* _Problem description_:
Print all entries precisely as they are written.

* _Available data_:
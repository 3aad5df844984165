//! Home notes and their inspection checklists

use crate::error::{ServiceError, ServiceResult};
use crate::models::{ChecklistUpdate, HomeNote, HomeNoteDraft};
use crate::notify::{Notice, NoticeLevel, Notifier};
use crate::optimistic::ToggleSet;
use homenote_client::{endpoints, ApiClient, ClientError, RequestOptions};
use std::fmt;
use std::sync::Arc;

const CHECKLIST_FAILED: &str = "Could not update the checklist. Please try again.";

pub struct HomeNoteService {
    client: ApiClient,
    notifier: Arc<dyn Notifier>,
    checklist: ToggleSet<(u64, u64)>,
}

impl HomeNoteService {
    #[must_use]
    pub fn new(client: ApiClient, notifier: Arc<dyn Notifier>) -> Self {
        Self {
            client,
            notifier,
            checklist: ToggleSet::new(),
        }
    }

    pub async fn list(&self) -> ServiceResult<Vec<HomeNote>> {
        let notes: Vec<HomeNote> = self.client.get_data(endpoints::HOME_NOTES).await?;
        notes.iter().for_each(|note| self.remember(note));
        Ok(notes)
    }

    pub async fn get(&self, id: u64) -> ServiceResult<HomeNote> {
        let note: HomeNote = self.client.get_data(&note_path(id)).await?;
        self.remember(&note);
        Ok(note)
    }

    /// Create a note
    ///
    /// # Errors
    /// - `ServiceError::Validation` when the title is blank
    pub async fn create(&self, draft: &HomeNoteDraft) -> ServiceResult<HomeNote> {
        validate(draft)?;
        let note: HomeNote = self.client.post_data(endpoints::HOME_NOTES, draft).await?;
        self.remember(&note);
        self.notifier
            .notify(Notice::new(NoticeLevel::Success, "Home note saved."));
        Ok(note)
    }

    /// Replace title, address and memo
    ///
    /// # Errors
    /// - `ServiceError::Validation` when the title is blank
    pub async fn update(&self, id: u64, draft: &HomeNoteDraft) -> ServiceResult<HomeNote> {
        validate(draft)?;
        let note: HomeNote = self
            .client
            .request_data(&note_path(id), RequestOptions::put().with_json(draft)?)
            .await?;
        self.remember(&note);
        Ok(note)
    }

    pub async fn delete(&self, id: u64) -> ServiceResult<()> {
        self.client.delete(&note_path(id)).await?;
        Ok(())
    }

    /// Local checklist state
    #[inline]
    #[must_use]
    pub fn is_checked(&self, note_id: u64, item_id: u64) -> bool {
        self.checklist.get((note_id, item_id))
    }

    /// Flip a checklist item, returning the confirmed value
    ///
    /// # Errors
    /// - `ServiceError::Client` after rolling back when the backend refuses
    /// - `ServiceError::Validation` if a toggle for the item is still pending
    pub async fn toggle_checklist_item(&self, note_id: u64, item_id: u64) -> ServiceResult<bool> {
        self.checklist
            .toggle(
                (note_id, item_id),
                self.notifier.as_ref(),
                CHECKLIST_FAILED,
                |checked| self.send_checked(note_id, item_id, checked),
            )
            .await
    }

    async fn send_checked(&self, note_id: u64, item_id: u64, checked: bool) -> Result<(), ClientError> {
        let path = format!("{}/checklist/{item_id}", note_path(note_id));
        let options = RequestOptions::patch().with_json(&ChecklistUpdate { checked })?;
        self.client.request_ok(&path, options).await
    }

    fn remember(&self, note: &HomeNote) {
        for item in &note.checklist {
            let key = (note.id, item.id);
            if !self.checklist.is_pending(key) {
                self.checklist.set(key, item.checked);
            }
        }
    }
}

impl fmt::Debug for HomeNoteService {
    fn fmt(&self, f: &mut fmt::Formatter<'_>) -> fmt::Result {
        f.debug_struct("HomeNoteService")
            .field("client", &self.client)
            .finish_non_exhaustive()
    }
}

fn validate(draft: &HomeNoteDraft) -> ServiceResult<()> {
    if draft.title.trim().is_empty() {
        Err(ServiceError::Validation("title is required".to_string()))
    } else {
        Ok(())
    }
}

fn note_path(id: u64) -> String {
    format!("{}/{id}", endpoints::HOME_NOTES)
}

* _Response area_:
repository 3aad5df844984165
//! Home notes and their inspection checklists

use crate::error::{ServiceError, ServiceResult};
use crate::models::{ChecklistUpdate, HomeNote, HomeNoteDraft};
use crate::notify::{Notice, NoticeLevel, Notifier};
use crate::optimistic::ToggleSet;
use homenote_client::{endpoints, ApiClient, ClientError, RequestOptions};
use std::fmt;
use std::sync::Arc;

const CHECKLIST_FAILED: &str = "Could not update the checklist. Please try again.";

pub struct HomeNoteService {
    client: ApiClient,
    notifier: Arc<dyn Notifier>,
    checklist: ToggleSet<(u64, u64)>,
}

impl HomeNoteService {
    #[must_use]
    pub fn new(client: ApiClient, notifier: Arc<dyn Notifier>) -> Self {
        Self {
            client,
            notifier,
            checklist: ToggleSet::new(),
        }
    }

    pub async fn list(&self) -> ServiceResult<Vec<HomeNote>> {
        let notes: Vec<HomeNote> = self.client.get_data(endpoints::HOME_NOTES).await?;
        notes.iter().for_each(|note| self.remember(note));
        Ok(notes)
    }

    pub async fn get(&self, id: u64) -> ServiceResult<HomeNote> {
        let note: HomeNote = self.client.get_data(&note_path(id)).await?;
        self.remember(&note);
        Ok(note)
    }

    /// Create a note
    ///
    /// # Errors
    /// - `ServiceError::Validation` when the title is blank
    pub async fn create(&self, draft: &HomeNoteDraft) -> ServiceResult<HomeNote> {
        validate(draft)?;
        let note: HomeNote = self.client.post_data(endpoints::HOME_NOTES, draft).await?;
        self.remember(&note);
        self.notifier
            .notify(Notice::new(NoticeLevel::Success, "Home note saved."));
        Ok(note)
    }

    /// Replace title, address and memo
    ///
    /// # Errors
    /// - `ServiceError::Validation` when the title is blank
    pub async fn update(&self, id: u64, draft: &HomeNoteDraft) -> ServiceResult<HomeNote> {
        validate(draft)?;
        let note: HomeNote = self
            .client
            .request_data(&note_path(id), RequestOptions::put().with_json(draft)?)
            .await?;
        self.remember(&note);
        Ok(note)
    }

    pub async fn delete(&self, id: u64) -> ServiceResult<()> {
        self.client.delete(&note_path(id)).await?;
        Ok(())
    }

    /// Local checklist state
    #[inline]
    #[must_use]
    pub fn is_checked(&self, note_id: u64, item_id: u64) -> bool {
        self.checklist.get((note_id, item_id))
    }

    /// Flip a checklist item, returning the confirmed value
    ///
    /// # Errors
    /// - `ServiceError::Client` after rolling back when the backend refuses
    /// - `ServiceError::Validation` if a toggle for the item is still pending
    pub async fn toggle_checklist_item(&self, note_id: u64, item_id: u64) -> ServiceResult<bool> {
        self.checklist
            .toggle(
                (note_id, item_id),
                self.notifier.as_ref(),
                CHECKLIST_FAILED,
                |checked| self.send_checked(note_id, item_id, checked),
            )
            .await
    }

    async fn send_checked(&self, note_id: u64, item_id: u64, checked: bool) -> Result<(), ClientError> {
        let path = format!("{}/checklist/{item_id}", note_path(note_id));
        let options = RequestOptions::patch().with_json(&ChecklistUpdate { checked })?;
        self.client.request_ok(&path, options).await
    }

    fn remember(&self, note: &HomeNote) {
        for item in &note.checklist {
            let key = (note.id, item.id);
            if !self.checklist.is_pending(key) {
                self.checklist.set(key, item.checked);
            }
        }
    }
}

impl fmt::Debug for HomeNoteService {
    fn fmt(&self, f: &mut fmt::Formatter<'_>) -> fmt::Result {
        f.debug_struct("HomeNoteService")
            .field("client", &self.client)
            .finish_non_exhaustive()
    }
}

fn validate(draft: &HomeNoteDraft) -> ServiceResult<()> {
    if draft.title.trim().is_empty() {
        Err(ServiceError::Validation("title is required".to_string()))
    } else {
        Ok(())
    }
}

fn note_path(id: u64) -> String {
    format!("{}/{id}", endpoints::HOME_NOTES)
}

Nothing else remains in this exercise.